MANAUS – A frase é do médico cubano Richel Collazo Cruz, que trabalha no programa Mais Médicos no município de Chapada, no Rio Grande do Sul, a 336 quilômetros de Porto Alegre. Ele disse mais à Rádio Gaúcha, de acordo com reportagem da Folhapress:
“Ninguém vem de Cuba para cá enganado. Todo mundo sabe o que vai ganhar e a parte com a qual o governo vai ficar. Quando você chega aqui, vem com a mente de que é isso. Quando a gente vê essa diferença, de R$ 300 para R$ 3.000, é uma grande diferença. Esses R$ 3.000 correspondem a um grande salário lá em Cuba”.
Esse médico, diz a reportagem, foi convidado pelo prefeito de Chapada, Carlos Alzenir Catto (PDT), para ser secretário de saúde. O convite ocorreu porque desde que chegou na cidade, em 2014, Collazo passou a fazer a diferença. Não se considera explorado ou escravo do regime cubano. Apenas cumpre seu papel como médico, de acordo com o que foi acordado ou de acordo com o contrato que assinara em Cuba para vir trabalhar no Brasil.
O depoimento do prefeito merece reflexão: “Gostaríamos que ele continuasse no município, porque ele foi muito bem aceito pela comunidade. É um bom médico, nunca nos deixou na mão. Se entrar na nossa página no Facebook, vai ver os elogios. Claro que gostaríamos que ele continuasse médico aqui”.
A prefeitura de Chapada lançou um edital em outubro passado para contratar três médicos para trabalhar no programa Saúde da Família, em regime de 40 horas e com salário de R$ 11 mil, o mesmo salário pago no ‘Mais Médicos’ e o mesmo salário do prefeito.
Não apareceu nenhum médico brasileiro interessado. A prefeitura prorrogou o prazo e nada. Ninguém se interessou para prestar serviço em um município nos confins do Rio Grande do Sul.
Se no Rio Grande do Sul há dificuldade de se contratar médicos, imagine no Amazonas. E não é pelo salário. Pode-se oferecer R$ 40 mil, valor acima do teto salarial do funcionalismo e acima dos ministros do Supremo Tribunal Federal.
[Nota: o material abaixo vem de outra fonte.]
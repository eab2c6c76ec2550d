//! Health check handlers.

use axum::Json;
use axum::extract::State;
use axum::http::StatusCode;
use serde::Serialize;
use tracing::warn;

use crate::state::AppState;

#[derive(Serialize)]
pub struct HealthResponse {
    pub status: &'static str,
    pub version: &'static str,
}

/// Reports healthy only when the database answers.
pub async fn health_check(State(state): State<AppState>) -> (StatusCode, Json<HealthResponse>) {
    match state.db.client().health().await {
        Ok(()) => (
            StatusCode::OK,
            Json(HealthResponse {
                status: "healthy",
                version: env!("CARGO_PKG_VERSION"),
            }),
        ),
        Err(err) => {
            warn!(error = %err, "database health check failed");
            (
                StatusCode::SERVICE_UNAVAILABLE,
                Json(HealthResponse {
                    status: "unhealthy",
                    version: env!("CARGO_PKG_VERSION"),
                }),
            )
        }
    }
}
//! API route definitions.

use axum::Router;
use axum::routing::get;

use crate::handlers;
use crate::state::AppState;

pub fn create_router(state: AppState) -> Router {
    Router::new()
        .route("/health", get(handlers::health::health_check))
        .nest("/api", api_routes())
        .with_state(state)
}

fn api_routes() -> Router<AppState> {
    Router::new()
        .route(
            "/applications",
            get(handlers::applications::list_applications)
                .post(handlers::applications::create_application),
        )
        .route(
            "/applications/{id}",
            get(handlers::applications::get_application)
                .put(handlers::applications::update_application)
                .delete(handlers::applications::delete_application),
        )
        .route(
            "/scopes",
            get(handlers::scopes::list_scopes).post(handlers::scopes::create_scope),
        )
        .route(
            "/scopes/{id}",
            get(handlers::scopes::get_scope)
                .put(handlers::scopes::update_scope)
                .delete(handlers::scopes::delete_scope),
        )
}
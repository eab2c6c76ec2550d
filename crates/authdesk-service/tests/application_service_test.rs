//! Integration tests for the application service against in-memory
//! SurrealDB: uniqueness, redirect-URI gating, scope selection, and
//! effective-scope projection.

use authdesk_core::DeskError;
use authdesk_core::models::application::ApplicationFlow;
use authdesk_db::repository::{SurrealApplicationRepository, SurrealScopeRepository};
use authdesk_service::dto::{
    CreateApplicationRequest, CreateScopeRequest, UpdateApplicationRequest,
};
use authdesk_service::{ApplicationService, ScopeService};
use authdesk_sync::NoopRegistrySync;
use surrealdb::Surreal;
use surrealdb::engine::local::{Db, Mem};
use uuid::Uuid;

type Apps = ApplicationService<
    SurrealApplicationRepository<Db>,
    SurrealScopeRepository<Db>,
    NoopRegistrySync,
>;
type Scopes = ScopeService<
    SurrealScopeRepository<Db>,
    SurrealApplicationRepository<Db>,
    NoopRegistrySync,
>;

/// Helper: in-memory DB, migrations, both services over it.
async fn setup() -> (Apps, Scopes) {
    let db = Surreal::new::<Mem>(()).await.unwrap();
    db.use_ns("test").use_db("test").await.unwrap();
    authdesk_db::run_migrations(&db).await.unwrap();

    let apps = ApplicationService::new(
        SurrealApplicationRepository::new(db.clone()),
        SurrealScopeRepository::new(db.clone()),
        NoopRegistrySync,
    );
    let scopes = ScopeService::new(
        SurrealScopeRepository::new(db.clone()),
        SurrealApplicationRepository::new(db),
        NoopRegistrySync,
    );
    (apps, scopes)
}

fn scope_request(name: &str, application_ids: Option<Vec<Uuid>>) -> CreateScopeRequest {
    CreateScopeRequest {
        display_name: format!("Scope {name}"),
        scope_name: name.into(),
        description: "test scope".into(),
        application_ids,
    }
}

fn app_request(client_id: &str, scope_ids: Vec<Uuid>) -> CreateApplicationRequest {
    CreateApplicationRequest {
        display_name: format!("App {client_id}"),
        client_id: client_id.into(),
        client_secret: "secret".into(),
        flow: ApplicationFlow::ClientCredentials,
        post_logout_redirect_uris: None,
        redirect_uris: None,
        scope_ids: Some(scope_ids),
    }
}

#[tokio::test]
async fn create_requires_at_least_one_scope() {
    let (apps, _) = setup().await;

    let empty = apps.create(app_request("no-scopes", vec![])).await;
    assert!(matches!(empty, Err(DeskError::Validation { .. })));

    let mut absent = app_request("no-scopes", vec![]);
    absent.scope_ids = None;
    let absent = apps.create(absent).await;
    assert!(matches!(absent, Err(DeskError::Validation { .. })));
}

#[tokio::test]
async fn unknown_scope_id_is_rejected() {
    let (apps, _) = setup().await;

    let result = apps
        .create(app_request("bad-scope", vec![Uuid::new_v4()]))
        .await;
    assert!(matches!(result, Err(DeskError::InvalidReference { .. })));
}

#[tokio::test]
async fn duplicate_client_id_is_rejected_but_self_update_passes() {
    let (apps, scopes) = setup().await;

    let global = scopes.create(scope_request("openid", None)).await.unwrap();
    let first = apps
        .create(app_request("taken", vec![global.id]))
        .await
        .unwrap();

    let second = apps.create(app_request("taken", vec![global.id])).await;
    assert!(matches!(second, Err(DeskError::Duplicate { .. })));

    // Updating an application without changing its client_id is fine.
    let updated = apps
        .update(
            first.id,
            UpdateApplicationRequest {
                display_name: "Renamed".into(),
                client_id: "taken".into(),
                client_secret: "rotated".into(),
                flow: ApplicationFlow::ClientCredentials,
                post_logout_redirect_uris: None,
                redirect_uris: None,
                scope_ids: Some(vec![global.id]),
            },
        )
        .await
        .unwrap();
    assert_eq!(updated.display_name, "Renamed");
}

#[tokio::test]
async fn redirect_uris_require_the_pkce_flow() {
    let (apps, scopes) = setup().await;

    let global = scopes.create(scope_request("openid", None)).await.unwrap();

    let mut rejected = app_request("machine", vec![global.id]);
    rejected.redirect_uris = Some("https://app.example/cb".into());
    let result = apps.create(rejected).await;
    assert!(matches!(result, Err(DeskError::Validation { .. })));

    let mut allowed = app_request("browser", vec![global.id]);
    allowed.flow = ApplicationFlow::AuthorizationWithPkce;
    allowed.redirect_uris = Some("https://app.example/cb".into());
    allowed.post_logout_redirect_uris = Some("https://app.example/logout".into());
    let created = apps.create(allowed).await.unwrap();
    assert_eq!(created.flow, ApplicationFlow::AuthorizationWithPkce);
    assert_eq!(created.redirect_uris.as_deref(), Some("https://app.example/cb"));
}

#[tokio::test]
async fn selecting_a_global_scope_stores_no_explicit_edge() {
    let (apps, scopes) = setup().await;

    let global = scopes.create(scope_request("openid", None)).await.unwrap();
    let app = apps
        .create(app_request("implicit", vec![global.id]))
        .await
        .unwrap();

    // The application still sees the scope through the global grant.
    assert_eq!(app.scopes.len(), 1);
    assert_eq!(app.scopes[0].id, global.id);

    // No edge means the scope stays global.
    let fetched = scopes.get_by_id(global.id).await.unwrap();
    assert!(fetched.applications.is_empty());
}

#[tokio::test]
async fn effective_scopes_merge_globals_with_explicit_grants() {
    let (apps, scopes) = setup().await;

    let global = scopes.create(scope_request("openid", None)).await.unwrap();
    let app = apps
        .create(app_request("merged", vec![global.id]))
        .await
        .unwrap();
    let explicit = scopes
        .create(scope_request("orders:read", Some(vec![app.id])))
        .await
        .unwrap();

    let fetched = apps.get_by_id(app.id).await.unwrap();
    let names: Vec<&str> = fetched.scopes.iter().map(|s| s.scope_name.as_str()).collect();
    assert_eq!(fetched.scopes.len(), 2);
    assert!(names.contains(&"openid"));
    assert!(names.contains(&"orders:read"));
    assert!(fetched.scopes.iter().any(|s| s.id == explicit.id));
}

#[tokio::test]
async fn update_replaces_the_scope_selection() {
    let (apps, scopes) = setup().await;

    let global = scopes.create(scope_request("openid", None)).await.unwrap();
    let app = apps
        .create(app_request("reselect", vec![global.id]))
        .await
        .unwrap();
    let explicit = scopes
        .create(scope_request("reports:read", Some(vec![app.id])))
        .await
        .unwrap();

    let updated = apps
        .update(
            app.id,
            UpdateApplicationRequest {
                display_name: app.display_name.clone(),
                client_id: app.client_id.clone(),
                client_secret: app.client_secret.clone(),
                flow: app.flow,
                post_logout_redirect_uris: None,
                redirect_uris: None,
                scope_ids: Some(vec![explicit.id]),
            },
        )
        .await
        .unwrap();

    // Globals always show up; the explicit grant survived the replace.
    assert_eq!(updated.scopes.len(), 2);
    assert!(updated.scopes.iter().any(|s| s.id == explicit.id));
    assert!(updated.scopes.iter().any(|s| s.id == global.id));
}

#[tokio::test]
async fn deleting_an_application_cascades_its_edges() {
    let (apps, scopes) = setup().await;

    let global = scopes.create(scope_request("openid", None)).await.unwrap();
    let app = apps
        .create(app_request("doomed", vec![global.id]))
        .await
        .unwrap();
    let explicit = scopes
        .create(scope_request("tmp:read", Some(vec![app.id])))
        .await
        .unwrap();
    assert_eq!(explicit.applications.len(), 1);

    apps.delete(app.id).await.unwrap();
    assert!(matches!(
        apps.get_by_id(app.id).await,
        Err(DeskError::NotFound { .. })
    ));

    // The orphaned scope loses its association and turns global.
    let fetched = scopes.get_by_id(explicit.id).await.unwrap();
    assert!(fetched.applications.is_empty());
}

#[tokio::test]
async fn get_unknown_application_is_not_found() {
    let (apps, _) = setup().await;
    let result = apps.get_by_id(Uuid::new_v4()).await;
    assert!(matches!(result, Err(DeskError::NotFound { .. })));
}
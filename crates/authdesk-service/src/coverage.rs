//! Minimum-coverage simulation.
//!
//! Every application must keep at least one effective scope (a global
//! scope or an explicit association) after any scope mutation. The
//! check runs as a pure simulation over an in-memory snapshot of the
//! store: remove the mutated scope's current contribution, add its
//! proposed contribution, and reject if any application drops to zero.
//! Keeping it pure lets the rules be unit-tested without a store.

use std::collections::HashMap;

use authdesk_core::{DeskError, DeskResult};
use authdesk_core::models::scope::Scope;
use uuid::Uuid;

/// Simulates a scope mutation against a snapshot of the store.
///
/// `current` is the scope's persisted state (`None` for a create) and
/// `proposed` its state after the mutation (`None` for a delete, empty
/// slice for a global scope). The snapshot in `scopes` still contains
/// the pre-mutation version of the scope when one exists.
pub fn check_minimum_coverage(
    application_ids: &[Uuid],
    scopes: &[Scope],
    current: Option<&Scope>,
    proposed: Option<&[Uuid]>,
) -> DeskResult<()> {
    if application_ids.is_empty() {
        return Ok(());
    }

    let mut counts: HashMap<Uuid, i64> = application_ids.iter().map(|id| (*id, 0)).collect();

    for scope in scopes {
        if scope.is_global() {
            for count in counts.values_mut() {
                *count += 1;
            }
        } else {
            for app_id in &scope.application_ids {
                if let Some(count) = counts.get_mut(app_id) {
                    *count += 1;
                }
            }
        }
    }

    // Remove what the mutated scope contributes today.
    if let Some(scope) = current {
        if scope.is_global() {
            for count in counts.values_mut() {
                *count -= 1;
            }
        } else {
            for app_id in &scope.application_ids {
                if let Some(count) = counts.get_mut(app_id) {
                    *count -= 1;
                }
            }
        }
    }

    // Add back what it would contribute afterwards.
    if let Some(assignments) = proposed {
        if assignments.is_empty() {
            for count in counts.values_mut() {
                *count += 1;
            }
        } else {
            for app_id in assignments {
                if let Some(count) = counts.get_mut(app_id) {
                    *count += 1;
                }
            }
        }
    }

    // Iterate the slice, not the map, so the reported application is
    // deterministic.
    for app_id in application_ids {
        if counts.get(app_id).copied().unwrap_or(0) <= 0 {
            return Err(DeskError::MinimumScopeViolation {
                application_id: *app_id,
            });
        }
    }
    Ok(())
}

/// Normalizes a request's optional id list: absent means empty, and
/// duplicates collapse while preserving first-seen order.
pub fn dedup_ids(ids: Option<Vec<Uuid>>) -> Vec<Uuid> {
    let mut seen = Vec::new();
    for id in ids.unwrap_or_default() {
        if !seen.contains(&id) {
            seen.push(id);
        }
    }
    seen
}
Não vai aparecer interessado em fincar raízes num município distante de tudo, sem escolas particulares para os filhos dos médicos, sem assistência à saúde no padrão dos hospitais particulares de referência. Sem mercado para um consultório particular, quem sabe. O que moveria um médico a aceitar ir para um município isolado senão a vocação pela profissão e a vontade de prestar um serviço fora da lógica capitalista?
O presidente Jair Bolsonaro tem todo o direito de não aceitar os termos do acordo com Cuba para o programa Mais Médicos. Mas o governo dele deveria tentar resolver a questão pelo diálogo. Da forma como tratou o assunto, resta agora apresentar uma solução para o problema que criou.